# 21" Wheels & Tyre Options?



## billythefish (Jul 2, 2015)

If I decided to go for some forged 21" wheels what wheel size would I need to buy and what is the best tyre dimensions for this size wheel? 

Cheers in advance!


----------



## TABZ (Apr 30, 2003)

Take a look in the sakes section under G2GUV, he had a nice set of 21" COR wheels that may have the info you're looking for.


----------



## billythefish (Jul 2, 2015)

Cheers TABZ, I've seen Rocky's wheels but they're not really for me unfortunately. I was really trying to get peoples views on the best size to go for on the wheels and tyres only different people seem to be running slightly different sizes, just trying to work out which is the 'best', if any of course?


----------



## Johnny G (Aug 10, 2012)

It depends what you want from them?
If you want handling, stick with 20s
If you want bling, then 21x10 _and_ 21x11 or 21x12 will do. 

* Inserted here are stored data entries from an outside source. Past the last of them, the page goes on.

//! sxtmplt : expansion de templates avec des secrets Thycotic ou Key Vault
//!
//! ```text
//! sxtmplt -t deploy.yaml.tpl --set-file values.yaml
//! sxtmplt -a all.yaml --provider thycotic --url https://ss.example.com -u svc -p ... -d CORP
//! sxtmplt -a all.yaml --provider azkv --url https://name.vault.azure.net
//! ```

mod cli;

use std::io::{self, Write};
use std::process::ExitCode;

use anyhow::Result;
use clap::Parser;
use sxazkv::Credentials;
use sxexpand::{Environment, Expander, ProviderKind, SecretProvider, os_environment, sanitize};
use tracing::info;
use tracing_subscriber::EnvFilter;

use crate::cli::Cli;

fn init_tracing(default_level: &str) {
    let env_filter = EnvFilter::try_from_default_env()
        .or_else(|_| EnvFilter::try_new(default_level))
        .unwrap_or_else(|_| EnvFilter::new("warn"));
    let _ = tracing_subscriber::fmt()
        .with_env_filter(env_filter)
        .with_writer(io::stderr)
        .try_init();
}

fn login(cli: &Cli, kind: Option<ProviderKind>, env: &Environment) -> Result<SecretProvider> {
    let config = cli.client_config();
    match kind {
        Some(ProviderKind::Thycotic) => SecretProvider::thycotic(
            config,
            cli.username.as_deref().unwrap_or(""),
            cli.password(),
            cli.domain.as_deref().unwrap_or(""),
        ),
        Some(ProviderKind::Azkv) => {
            let credentials = Credentials::from_vars(env)?;
            SecretProvider::key_vault(&config, &credentials)
        }
        None => Ok(SecretProvider::None),
    }
}

fn run(cli: &Cli, kind: Option<ProviderKind>, env: Environment) -> Result<()> {
    let provider = login(cli, kind, &env)?;
    let expander = Expander::new(sanitize(env, cli.password()), provider);

    let stdout = io::stdout();
    let mut out = stdout.lock();
    expander.run(&cli.request(), &mut out)?;
    out.flush()?;
    Ok(())
}

fn main() -> ExitCode {
    let cli = Cli::parse();
    let env = os_environment();

    let kind = match cli.validate(&env) {
        Ok(kind) => kind,
        Err(message) => {
            eprintln!("{message}");
            return ExitCode::FAILURE;
        }
    };

    init_tracing(cli.log_level());
    info!(
        provider = kind.map(|k| k.as_str()).unwrap_or(""),
        url = cli.url.as_deref().unwrap_or(""),
        template = ?cli.template,
        all = ?cli.all,
        set_file = ?cli.set_file,
        "Starting sxtmplt {}",
        env!("CARGO_PKG_VERSION")
    );

    match run(&cli, kind, env) {
        Ok(()) => ExitCode::SUCCESS,
        Err(e) => {
            eprintln!("{e:#}");
            ExitCode::FAILURE
        }
    }
}
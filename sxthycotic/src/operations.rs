//! Table des opérations du web service
//!
//! Chaque opération est un triplet (action, requête, réponse) déclaré avec
//! [`define_operations!`] ; la macro génère l'implémentation de
//! [`SoapPayload`](sxsoap::SoapPayload) pour la requête et la méthode
//! correspondante sur [`SecretServer`].

use crate::model::*;
use crate::service::SecretServer;

/// Namespace de tous les messages du web service
pub const NAMESPACE: &str = "urn:thesecretserver.com";

/// Déclare des opérations SOAP du Secret Server
///
/// # Syntaxe
///
/// ```ignore
/// define_operations! {
///     /// doc
///     fn method_name = "OperationName" (RequestType) -> ResponseType;
/// }
/// ```
macro_rules! define_operations {
    (
        $(
            $(#[$meta:meta])*
            fn $method:ident = $name:literal ($request:ty) -> $response:ty;
        )*
    ) => {
        $(
            impl sxsoap::SoapPayload for $request {
                const ELEMENT: &'static str = $name;
                const NAMESPACE: &'static str = NAMESPACE;
            }
        )*

        /// (nom, action SOAP) de chaque opération déclarée
        pub const OPERATIONS: &[(&str, &str)] = &[
            $( ($name, concat!("urn:thesecretserver.com/", $name)), )*
        ];

        impl SecretServer {
            $(
                $(#[$meta])*
                pub fn $method(&self, request: &$request) -> crate::error::Result<$response> {
                    let action = concat!("urn:thesecretserver.com/", $name);
                    Ok(self.client().invoke(action, request)?)
                }
            )*
        }
    };
}

define_operations! {
    /// Authentifie un compte et renvoie un token de session
    fn authenticate = "Authenticate" (Authenticate) -> AuthenticateResponse;

    fn authenticate_radius = "AuthenticateRADIUS" (AuthenticateRADIUS) -> AuthenticateRADIUSResponse;

    fn get_token_is_valid = "GetTokenIsValid" (GetTokenIsValid) -> GetTokenIsValidResponse;

    /// Lit un secret et tous ses champs
    fn get_secret = "GetSecret" (GetSecret) -> GetSecretResponse;

    fn get_secret_legacy = "GetSecretLegacy" (GetSecretLegacy) -> GetSecretLegacyResponse;

    fn search_secrets = "SearchSecrets" (SearchSecrets) -> SearchSecretsResponse;

    fn version_get = "VersionGet" (VersionGet) -> VersionGetResponse;

    fn who_am_i = "WhoAmI" (WhoAmI) -> WhoAmIResponse;
}

/// Action SOAP d'une opération déclarée
pub fn action(name: &str) -> Option<&'static str> {
    OPERATIONS
        .iter()
        .find(|(operation, _)| *operation == name)
        .map(|(_, action)| *action)
}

Just need to find the wheel you like then work on widths and offsets after that.


----------



## vxrcymru (Sep 29, 2009)

I've just fitted 20 inch standard width Advan Wheels, but with Eibach spacers 15mm front and 20mm rear to make them stand out. That option gives you handling and bling..


----------



## AlexGTR (Mar 7, 2013)

I ran 21" advan f15 21x10.5 et18 all round first with toyo t1r 295/25/21 then when I fitted the top racing wide body I fitted mpss 295/30/21 honestly was much more predictable on the toyo also I ran pzero Nero on my 458 and they where perfect mpss have way to much sidewall movement to run that offset on stock front wings you need adjustable top camber arms I had top secret which where shimmed


----------



## TABZ (Apr 30, 2003)

I briefly ran the following but have recently decided to return the car to stage 1 prior to sale.

21" COR Cipher wheels
Chrome dish with carbon effect centres
10 spoke staggered fitment but no idea on offsets
21"x10.5" front
21"x12" rear 
Michelin pilot sports tyres 
265/35/21 fronts
305/30/21 rears 









(Only decent pic I have)


----------



## VIB 17 (May 15, 2015)

I have run 21x11" all round, rear et20 with 295/30 and front et40 with 285/30 , wheel to wide for the front as just cleared the strut. 










I have now ordered 21x10" et37 front and i will run a 285/30/21 and 21x12" et35 rear which i will run a 325/25/21 as you can get MPSS in these sizes, i have a pair of 355/25's Pirelli to try but unsure how the clearance will be.

Current set is is 20x10" et40 with 285/35/20 front and 20x12" et35 with 335/30/20 and that sits well

Dont have a pic here but can get one up if wanted!


----------